====== Listed entries ======
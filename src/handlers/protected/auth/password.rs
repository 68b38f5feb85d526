use axum::response::Json;
use serde::Deserialize;
use serde_json::{json, Value};

use crate::auth::password::{hash_password, verify_password};
use crate::database::users::UserStore;
use crate::error::ApiError;
use crate::middleware::CurrentUser;
use crate::validation::{self, Violations};

#[derive(Debug, Deserialize)]
#[serde(rename_all = "camelCase")]
pub struct PasswordChangeRequest {
    pub current_password: Option<String>,
    pub new_password: Option<String>,
}

/// POST /api/auth/change-password - rotate the account password.
///
/// Requires the current password even with a valid token, so a stolen
/// token alone cannot lock the owner out.
pub async fn change_password_post(
    CurrentUser(user): CurrentUser,
    Json(payload): Json<PasswordChangeRequest>,
) -> Result<Json<Value>, ApiError> {
    let mut v = Violations::new();
    if payload.current_password.as_deref().map_or(true, |p| p.is_empty()) {
        v.add("currentPassword", "Current password is required");
    }
    validation::password(&mut v, "newPassword", payload.new_password.as_deref());
    v.into_result()?;

    let current = payload.current_password.as_deref().unwrap_or_default();
    let next = payload.new_password.as_deref().unwrap_or_default();

    if !verify_password(current, &user.password_hash)? {
        return Err(ApiError::unauthorized("Current password is incorrect"));
    }

    let users = UserStore::new().await?;
    users.update_password(user.id, &hash_password(next)?).await?;

    tracing::info!("User {} changed their password", user.id);

    Ok(Json(json!({
        "success": true,
        "data": { "message": "Password updated successfully" }
    })))
}
//! Password hashing and verification using Argon2id.
//!
//! Hashes are stored as PHC-format strings with a random per-hash salt.
//! Plaintext never leaves this module's callers and the hash itself is
//! never serialized outward.

use argon2::password_hash::rand_core::OsRng;
use argon2::password_hash::SaltString;
use argon2::{Argon2, PasswordHash, PasswordHasher, PasswordVerifier};
use thiserror::Error;

#[derive(Debug, Error)]
pub enum PasswordError {
    #[error("password hashing failed: {0}")]
    Hash(String),
    #[error("stored hash is malformed: {0}")]
    MalformedHash(String),
}

/// Hash a plaintext password with a freshly generated salt.
pub fn hash_password(password: &str) -> Result<String, PasswordError> {
    let salt = SaltString::generate(&mut OsRng);
    let argon2 = Argon2::default();

    argon2
        .hash_password(password.as_bytes(), &salt)
        .map(|h| h.to_string())
        .map_err(|e| PasswordError::Hash(e.to_string()))
}

/// Verify a plaintext password against a stored PHC-format hash.
///
/// Returns `Ok(false)` on mismatch; `Err` only if the stored hash cannot
/// be parsed.
pub fn verify_password(password: &str, hash: &str) -> Result<bool, PasswordError> {
    let parsed_hash = PasswordHash::new(hash).map_err(|e| PasswordError::MalformedHash(e.to_string()))?;

    let argon2 = Argon2::default();
    match argon2.verify_password(password.as_bytes(), &parsed_hash) {
        Ok(()) => Ok(true),
        Err(argon2::password_hash::Error::Password) => Ok(false),
        Err(e) => Err(PasswordError::MalformedHash(e.to_string())),
    }
}

#[cfg(test)]
mod tests {
    use super::*;

    #[test]
    fn correct_password_matches() {
        let hash = hash_password("password123").unwrap();
        assert!(verify_password("password123", &hash).unwrap());
    }

    #[test]
    fn wrong_password_does_not_match() {
        let hash = hash_password("password123").unwrap();
        assert!(!verify_password("hunter2", &hash).unwrap());
    }

    #[test]
    fn same_password_hashes_differently() {
        // Random salt per hash
        let h1 = hash_password("password123").unwrap();
        let h2 = hash_password("password123").unwrap();
        assert_ne!(h1, h2);
    }

    #[test]
    fn malformed_hash_returns_error() {
        assert!(verify_password("pw", "not-a-phc-hash").is_err());
    }
}
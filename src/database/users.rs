use chrono::{DateTime, Utc};
use sqlx::PgPool;
use uuid::Uuid;

use crate::database::manager::{DatabaseError, DatabaseManager};
use crate::database::models::{BusinessField, User};

const USER_COLUMNS: &str = "id, name, email, password_hash, business_field, is_active, last_login_at, profile_picture, created_at, updated_at";

/// Store-level access to user records.
///
/// Emails are normalized to lowercase on the way in so the unique index
/// enforces case-insensitive uniqueness.
pub struct UserStore {
    pool: PgPool,
}

impl UserStore {
    pub async fn new() -> Result<Self, DatabaseError> {
        Ok(Self { pool: DatabaseManager::pool().await? })
    }

    pub fn with_pool(pool: PgPool) -> Self {
        Self { pool }
    }

    pub async fn create(
        &self,
        name: &str,
        email: &str,
        password_hash: &str,
        business_field: BusinessField,
    ) -> Result<User, DatabaseError> {
        let sql = format!(
            "INSERT INTO users (name, email, password_hash, business_field)
             VALUES ($1, LOWER($2), $3, $4)
             RETURNING {USER_COLUMNS}"
        );

        let user = sqlx::query_as::<_, User>(&sql)
            .bind(name)
            .bind(email)
            .bind(password_hash)
            .bind(business_field.as_str())
            .fetch_one(&self.pool)
            .await?;

        Ok(user)
    }

    pub async fn find_by_id(&self, id: Uuid) -> Result<Option<User>, DatabaseError> {
        let sql = format!("SELECT {USER_COLUMNS} FROM users WHERE id = $1");

        let user = sqlx::query_as::<_, User>(&sql).bind(id).fetch_optional(&self.pool).await?;
        Ok(user)
    }

    /// Secondary lookup by email, case-insensitive.
    pub async fn find_by_email(&self, email: &str) -> Result<Option<User>, DatabaseError> {
        let sql = format!("SELECT {USER_COLUMNS} FROM users WHERE email = LOWER($1)");

        let user = sqlx::query_as::<_, User>(&sql).bind(email).fetch_optional(&self.pool).await?;
        Ok(user)
    }

    /// Stamp the last-login timestamp. The only store write the login and
    /// registration paths perform after credential checks; callers mirror
    /// the same instant onto their loaded struct so the response reflects
    /// this login, not the previous one.
    pub async fn touch_last_login(&self, id: Uuid, at: DateTime<Utc>) -> Result<(), DatabaseError> {
        sqlx::query("UPDATE users SET last_login_at = $2, updated_at = NOW() WHERE id = $1")
            .bind(id)
            .bind(at)
            .execute(&self.pool)
            .await?;
        Ok(())
    }

    /// Apply the profile allow-list: name, businessField, profilePicture.
    /// Anything else submitted by the caller never reaches this method.
    pub async fn update_profile(
        &self,
        id: Uuid,
        name: Option<&str>,
        business_field: Option<BusinessField>,
        profile_picture: Option<&str>,
    ) -> Result<User, DatabaseError> {
        let sql = format!(
            "UPDATE users SET
                name = COALESCE($2, name),
                business_field = COALESCE($3, business_field),
                profile_picture = COALESCE($4, profile_picture),
                updated_at = NOW()
             WHERE id = $1
             RETURNING {USER_COLUMNS}"
        );

        let user = sqlx::query_as::<_, User>(&sql)
            .bind(id)
            .bind(name)
            .bind(business_field.map(|f| f.as_str()))
            .bind(profile_picture)
            .fetch_optional(&self.pool)
            .await?
            .ok_or_else(|| DatabaseError::NotFound("User not found".to_string()))?;

        Ok(user)
    }

    pub async fn update_password(&self, id: Uuid, password_hash: &str) -> Result<(), DatabaseError> {
        sqlx::query("UPDATE users SET password_hash = $2, updated_at = NOW() WHERE id = $1")
            .bind(id)
            .bind(password_hash)
            .execute(&self.pool)
            .await?;
        Ok(())
    }
}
======
What the task requires: If a line in the records above has the word "struct", copy it out.

Reply:
pub struct PasswordChangeRequest {
pub struct UserStore {
    /// the same instant onto their loaded struct so the response reflects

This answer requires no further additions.